WORK REQUEST: Your task is to quote the records from their first line through the line containing "use crewboard::group::AddGroup;", with nothing added or left out.

DATA FOR PROCESSING:
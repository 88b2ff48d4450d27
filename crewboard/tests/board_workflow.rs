//! End to end board setup: one board per project, ordered stages, and
//! the group approval workflow.

use crewboard::approval::{ApproveGroup, RequestGroupApproval};
use crewboard::board::{AddBoard, GetBoard};
use crewboard::group::AddGroup;
use crewboard::project::{AddProject, ListProjectGroups};
use crewboard::stage::{AddStage, ReorderStages};
use crewboard::types::{Role, UserId};
use crewboard::user::AddUser;
use crewboard::{CrewboardContext, ErrorKind, Execute, Session};

async fn admin_ctx() -> CrewboardContext {
    let boot = CrewboardContext::in_memory(Session::new(UserId::new()));
    let admin = AddUser::new("Ada", "Admin")
        .with_roles(vec![Role::Admin])
        .execute(&boot)
        .await
        .unwrap();
    boot.with_session(Session::new(admin.id))
}

#[tokio::test]
async fn test_each_project_gets_exactly_one_board() {
    let ctx = admin_ctx().await;
    let project = AddProject::new("Atlas").execute(&ctx).await.unwrap();

    let board = AddBoard::new(project.id.clone())
        .execute(&ctx)
        .await
        .unwrap();
    assert_eq!(board.name, "Atlas");

    let err = AddBoard::new(project.id.clone())
        .with_name("Second board")
        .execute(&ctx)
        .await
        .unwrap_err();
    assert_eq!(err.kind(), ErrorKind::Conflict);
}

#[tokio::test]
async fn test_stages_take_consecutive_orders() {
    let ctx = admin_ctx().await;
    let project = AddProject::new("Atlas").execute(&ctx).await.unwrap();
    let board = AddBoard::new(project.id.clone())
        .execute(&ctx)
        .await
        .unwrap();
    let group = AddGroup::new("Platform").execute(&ctx).await.unwrap();

    let todo = AddStage::new(board.id.clone(), "Todo", group.id.clone())
        .execute(&ctx)
        .await
        .unwrap();
    let doing = AddStage::new(board.id.clone(), "Doing", group.id.clone())
        .execute(&ctx)
        .await
        .unwrap();
    let done = AddStage::new(board.id.clone(), "Done", group.id.clone())
        .execute(&ctx)
        .await
        .unwrap();
    assert_eq!((todo.order, doing.order, done.order), (1, 2, 3));

    let view = GetBoard::new(board.id.clone()).execute(&ctx).await.unwrap();
    assert_eq!(view.board.id, board.id);
    let ids: Vec<_> = view.stages.iter().map(|s| s.id.clone()).collect();
    assert_eq!(ids, vec![todo.id, doing.id, done.id]);
}

#[tokio::test]
async fn test_reorder_reverses_the_pipeline() {
    let ctx = admin_ctx().await;
    let project = AddProject::new("Atlas").execute(&ctx).await.unwrap();
    let board = AddBoard::new(project.id.clone())
        .execute(&ctx)
        .await
        .unwrap();
    let group = AddGroup::new("Platform").execute(&ctx).await.unwrap();
    let todo = AddStage::new(board.id.clone(), "Todo", group.id.clone())
        .execute(&ctx)
        .await
        .unwrap();
    let doing = AddStage::new(board.id.clone(), "Doing", group.id.clone())
        .execute(&ctx)
        .await
        .unwrap();
    let done = AddStage::new(board.id.clone(), "Done", group.id.clone())
        .execute(&ctx)
        .await
        .unwrap();

    let mut last = todo.clone();
    let mut first = done.clone();
    last.order = 3;
    first.order = 1;

    ReorderStages::new(board.id.clone(), vec![last, doing.clone(), first])
        .execute(&ctx)
        .await
        .unwrap();

    let view = GetBoard::new(board.id.clone()).execute(&ctx).await.unwrap();
    let ids: Vec<_> = view.stages.iter().map(|s| s.id.clone()).collect();
    assert_eq!(ids, vec![done.id, doing.id, todo.id]);
    let orders: Vec<_> = view.stages.iter().map(|s| s.order).collect();
    assert_eq!(orders, vec![1, 2, 3]);
}

#[tokio::test]
async fn test_approval_attaches_the_group_exactly_once() {
    let ctx = admin_ctx().await;
    let project = AddProject::new("Atlas").execute(&ctx).await.unwrap();
    let group = AddGroup::new("Platform").execute(&ctx).await.unwrap();

    RequestGroupApproval::new(project.id.clone(), group.id.clone())
        .execute(&ctx)
        .await
        .unwrap();
    let attached = ListProjectGroups::new(project.id.clone())
        .execute(&ctx)
        .await
        .unwrap();
    assert!(attached.is_empty());

    ApproveGroup::new(project.id.clone(), group.id.clone())
        .execute(&ctx)
        .await
        .unwrap();
    let attached = ListProjectGroups::new(project.id.clone())
        .execute(&ctx)
        .await
        .unwrap();
    assert_eq!(attached.len(), 1);
    assert_eq!(attached[0].id, group.id);

    // A resolved pair can be requested and approved again without
    // duplicating the delegation.
    RequestGroupApproval::new(project.id.clone(), group.id.clone())
        .execute(&ctx)
        .await
        .unwrap();
    ApproveGroup::new(project.id.clone(), group.id.clone())
        .execute(&ctx)
        .await
        .unwrap();
    let attached = ListProjectGroups::new(project.id.clone())
        .execute(&ctx)
        .await
        .unwrap();
    assert_eq!(attached.len(), 1);
}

EXERCISE ANSWER:
repository 88b2ff48d4450d27
filename crewboard/tests/board_workflow.rs
//! End to end board setup: one board per project, ordered stages, and
//! the group approval workflow.

use crewboard::approval::{ApproveGroup, RequestGroupApproval};
use crewboard::board::{AddBoard, GetBoard};
use crewboard::group::AddGroup;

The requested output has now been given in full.